- **DATA SUPPLIED**
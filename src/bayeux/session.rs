//! Per-client Bayeux session state.
//!
//! A [`Session`] buffers outgoing events for one client and cooperates
//! with at most one blocked HTTP response at a time. It is also the
//! [`Subscriber`] the pub/sub root talks to: subscription acknowledgements
//! and node updates both arrive here and leave through the event queue.
//!
//! # Queue discipline
//!
//! The queue is bounded by a message count and a summed byte size; when
//! either cap is exceeded the oldest events are dropped silently. Clients
//! observe the loss as a version gap and resubscribe. Order is FIFO.
//!
//! # The response slot
//!
//! `wait_for_events` either returns buffered events immediately (without
//! retaining the listener) or parks the listener. A second listener
//! displaces the first, which is told about the doubled connection. The
//! long-poll timeout and `close()` both release a parked listener with an
//! empty payload.

use std::collections::{HashMap, HashSet, VecDeque};
use std::sync::Arc;

use parking_lot::Mutex;

use crate::bayeux::channel::channel_from_node_name;
use crate::bayeux::config::BayeuxConfig;
use crate::json::Value;
use crate::pubsub::{
    Node, NodeName, PublishResult, Root, Subscriber, SubscriberHandle, SubscriptionError,
    UnsubscribeOutcome,
};

/// A response waiting for events on a session.
///
/// `on_messages` is called at most once per park: with queued events when
/// they arrive, or with an empty list on timeout, shutdown, or when the
/// parked response is displaced.
pub trait PollListener: Send + Sync {
    fn on_messages(&self, events: Vec<Value>);

    /// Another response attached to the same session while this one was
    /// parked.
    fn on_second_connection(&self);
}

struct SessionState {
    queue: VecDeque<Value>,
    queue_bytes: usize,
    waiting: Option<Arc<dyn PollListener>>,
    subscriptions: HashSet<NodeName>,
    /// Pending subscriptions, with the request id to echo in the ack.
    pending: HashMap<NodeName, Option<Value>>,
    closed: bool,
}

pub(crate) struct SessionInner {
    id: String,
    root: Root,
    config: Arc<BayeuxConfig>,
    state: Mutex<SessionState>,
}

/// Handle to one client's session. Clones share the same state.
#[derive(Clone)]
pub struct Session {
    inner: Arc<SessionInner>,
}

impl Session {
    #[must_use]
    pub fn new(id: impl Into<String>, root: Root, config: Arc<BayeuxConfig>) -> Self {
        Session {
            inner: Arc::new(SessionInner {
                id: id.into(),
                root,
                config,
                state: Mutex::new(SessionState {
                    queue: VecDeque::new(),
                    queue_bytes: 0,
                    waiting: None,
                    subscriptions: HashSet::new(),
                    pending: HashMap::new(),
                    closed: false,
                }),
            }),
        }
    }

    #[must_use]
    pub fn session_id(&self) -> &str {
        &self.inner.id
    }

    /// The identity under which this session subscribes at the root.
    #[must_use]
    pub fn subscriber_handle(&self) -> SubscriberHandle {
        SubscriberHandle::new(self.inner.clone())
    }

    /// Ask the root for a subscription; the ack is delivered through the
    /// event queue once the adapter has decided.
    pub fn subscribe(&self, name: NodeName, request_id: Option<Value>) {
        {
            let mut state = self.inner.state.lock();
            if state.closed {
                return;
            }
            state.pending.insert(name.clone(), request_id);
        }
        self.inner.root.subscribe(self.subscriber_handle(), name);
    }

    /// Drop a subscription, live or still pending, and queue the ack.
    pub fn unsubscribe(&self, name: &NodeName, request_id: Option<Value>) {
        if self.inner.state.lock().closed {
            return;
        }
        let outcome = self.inner.root.unsubscribe(&self.subscriber_handle(), name);

        let flush = {
            let mut state = self.inner.state.lock();
            if state.closed {
                return;
            }
            let mut events = Vec::new();
            match outcome {
                UnsubscribeOutcome::Unsubscribed => {
                    state.subscriptions.remove(name);
                    events.push(self.inner.unsubscribe_ack(name, true, None, request_id));
                }
                UnsubscribeOutcome::PendingCancelled => {
                    let subscribe_id = state.pending.remove(name).flatten();
                    events.push(self.inner.subscribe_ack(name, true, None, subscribe_id));
                    events.push(self.inner.unsubscribe_ack(name, true, None, request_id));
                }
                UnsubscribeOutcome::NotSubscribed => {
                    events.push(self.inner.unsubscribe_ack(
                        name,
                        false,
                        Some("not subscribed"),
                        request_id,
                    ));
                }
            }
            self.inner.enqueue_locked(&mut state, events)
        };
        deliver(flush);
    }

    /// Forward a publish to the application adapter.
    #[must_use]
    pub fn publish(&self, channel: &str, data: &Value, message: &Value) -> PublishResult {
        self.inner
            .root
            .publish(channel, data, message, &self.subscriber_handle())
    }

    /// Drain the buffered events without blocking.
    #[must_use]
    pub fn events(&self) -> Vec<Value> {
        let mut state = self.inner.state.lock();
        drain(&mut state)
    }

    /// Return buffered events, or park `listener` until some arrive.
    ///
    /// When events are returned directly the listener is not retained. A
    /// listener that was already parked is displaced and notified.
    #[must_use]
    pub fn wait_for_events(&self, listener: Arc<dyn PollListener>) -> Vec<Value> {
        let (events, displaced) = {
            let mut state = self.inner.state.lock();
            if state.closed {
                return Vec::new();
            }
            if state.queue.is_empty() {
                (Vec::new(), state.waiting.replace(listener))
            } else {
                (drain(&mut state), None)
            }
        };
        if let Some(old) = displaced {
            tracing::debug!(session = %self.inner.id, "second connection detected");
            old.on_second_connection();
        }
        events
    }

    /// Release a parked response with no events.
    pub fn timeout(&self) {
        let waiting = self.inner.state.lock().waiting.take();
        if let Some(listener) = waiting {
            listener.on_messages(Vec::new());
        }
    }

    /// Like [`Session::timeout`], but only if `listener` is the one still
    /// parked. Used by transport timers, which may race a flush.
    pub fn timeout_listener(&self, listener: &Arc<dyn PollListener>) {
        let waiting = {
            let mut state = self.inner.state.lock();
            match &state.waiting {
                Some(current) if Arc::ptr_eq(current, listener) => state.waiting.take(),
                _ => None,
            }
        };
        if let Some(listener) = waiting {
            listener.on_messages(Vec::new());
        }
    }

    /// Tear the session down: all subscriptions are ended, the queue is
    /// cleared, and a parked response is released empty. Idempotent.
    pub fn close(&self) {
        let (waiting, names) = {
            let mut guard = self.inner.state.lock();
            if guard.closed {
                return;
            }
            let state = &mut *guard;
            state.closed = true;
            state.queue.clear();
            state.queue_bytes = 0;
            let names: Vec<NodeName> = state
                .subscriptions
                .drain()
                .chain(state.pending.drain().map(|(name, _)| name))
                .collect();
            (state.waiting.take(), names)
        };

        if let Some(listener) = waiting {
            listener.on_messages(Vec::new());
        }

        let handle = self.subscriber_handle();
        for name in names {
            let _ = self.inner.root.unsubscribe(&handle, &name);
        }
        tracing::debug!(session = %self.inner.id, "session closed");
    }

    #[must_use]
    pub fn is_closed(&self) -> bool {
        self.inner.state.lock().closed
    }
}

impl SessionInner {
    fn subscribe_ack(
        &self,
        name: &NodeName,
        successful: bool,
        error: Option<&str>,
        id: Option<Value>,
    ) -> Value {
        self.meta_ack("/meta/subscribe", name, successful, error, id)
    }

    fn unsubscribe_ack(
        &self,
        name: &NodeName,
        successful: bool,
        error: Option<&str>,
        id: Option<Value>,
    ) -> Value {
        self.meta_ack("/meta/unsubscribe", name, successful, error, id)
    }

    fn meta_ack(
        &self,
        channel: &str,
        name: &NodeName,
        successful: bool,
        error: Option<&str>,
        id: Option<Value>,
    ) -> Value {
        let mut fields: Vec<(String, Value)> = vec![
            ("channel".into(), Value::from(channel)),
            ("clientId".into(), Value::from(self.id.as_str())),
            ("subscription".into(), Value::from(channel_from_node_name(name))),
            ("successful".into(), Value::from(successful)),
        ];
        if let Some(error) = error {
            fields.push(("error".into(), Value::from(error)));
        }
        if let Some(id) = id {
            fields.push(("id".into(), id));
        }
        Value::object(fields)
    }

    /// Enqueue events, enforce the caps, and hand back a parked listener
    /// (with the drained queue) for notification outside the lock.
    fn enqueue_locked(
        &self,
        state: &mut SessionState,
        events: Vec<Value>,
    ) -> Option<(Arc<dyn PollListener>, Vec<Value>)> {
        if events.is_empty() {
            return None;
        }
        for event in events {
            state.queue_bytes += event.serialized_size();
            state.queue.push_back(event);
        }

        while state.queue.len() > self.config.max_messages_per_client
            || state.queue_bytes > self.config.max_messages_size_per_client
        {
            match state.queue.pop_front() {
                Some(dropped) => {
                    state.queue_bytes -= dropped.serialized_size();
                    tracing::debug!(session = %self.id, "event queue full, dropped oldest event");
                }
                None => break,
            }
        }

        if state.queue.is_empty() {
            return None;
        }
        let listener = state.waiting.take()?;
        Some((listener, drain(state)))
    }
}

impl Subscriber for SessionInner {
    fn on_update(&self, name: &NodeName, node: &Node) {
        let flush = {
            let mut state = self.state.lock();
            if state.closed {
                return;
            }
            let mut events = Vec::new();
            match state.pending.remove(name) {
                Some(request_id) => {
                    // First delivery doubles as the subscription ack. The
                    // initial value is only forwarded when it is an object
                    // carrying actual payload fields.
                    state.subscriptions.insert(name.clone());
                    events.push(self.subscribe_ack(name, true, None, request_id));
                    if matches!(node.data(), Value::Object(_)) {
                        if let Some(event) = update_event(name, node.data()) {
                            events.push(event);
                        }
                    }
                }
                None => {
                    if let Some(event) = update_event(name, node.data()) {
                        events.push(event);
                    }
                }
            }
            self.enqueue_locked(&mut state, events)
        };
        deliver(flush);
    }

    fn on_subscription_failed(&self, name: &NodeName, error: SubscriptionError) {
        let flush = {
            let mut state = self.state.lock();
            if state.closed {
                return;
            }
            match state.pending.remove(name) {
                Some(request_id) => {
                    let ack =
                        self.subscribe_ack(name, false, Some(error.as_str()), request_id);
                    self.enqueue_locked(&mut state, vec![ack])
                }
                None => None,
            }
        };
        deliver(flush);
    }
}

fn drain(state: &mut SessionState) -> Vec<Value> {
    state.queue_bytes = 0;
    state.queue.drain(..).collect()
}

fn deliver(flush: Option<(Arc<dyn PollListener>, Vec<Value>)>) {
    if let Some((listener, events)) = flush {
        listener.on_messages(events);
    }
}

/// Shape a node value into the client-facing event for a channel.
///
/// Object values contribute their `"data"` member (and an `"id"` member,
/// verbatim, when present); other values ride under `data` unchanged.
/// Null and the empty array carry nothing worth sending.
fn update_event(name: &NodeName, data: &Value) -> Option<Value> {
    match data {
        Value::Null => None,
        Value::Array(items) if items.is_empty() => None,
        Value::Object(object) => {
            let mut fields: Vec<(String, Value)> = vec![(
                "channel".into(),
                Value::from(channel_from_node_name(name)),
            )];
            match object.get("data") {
                Some(payload) => {
                    fields.push(("data".into(), payload.clone()));
                    if let Some(id) = object.get("id") {
                        fields.push(("id".into(), id.clone()));
                    }
                }
                None => fields.push(("data".into(), data.clone())),
            }
            Some(Value::object(fields))
        }
        other => Some(Value::object(vec![
            ("channel".to_string(), Value::from(channel_from_node_name(name))),
            ("data".to_string(), other.clone()),
        ])),
    }
}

- **AIM OF THE TASK**
Every line above that includes the word "fields" must appear in the answer.

- **WRITTEN ANSWER**
        let mut fields: Vec<(String, Value)> = vec![
            fields.push(("error".into(), Value::from(error)));
            fields.push(("id".into(), id));
        Value::object(fields)
                    // carrying actual payload fields.
            let mut fields: Vec<(String, Value)> = vec![(
                    fields.push(("data".into(), payload.clone()));
                        fields.push(("id".into(), id.clone()));
                None => fields.push(("data".into(), data.clone())),
            Some(Value::object(fields))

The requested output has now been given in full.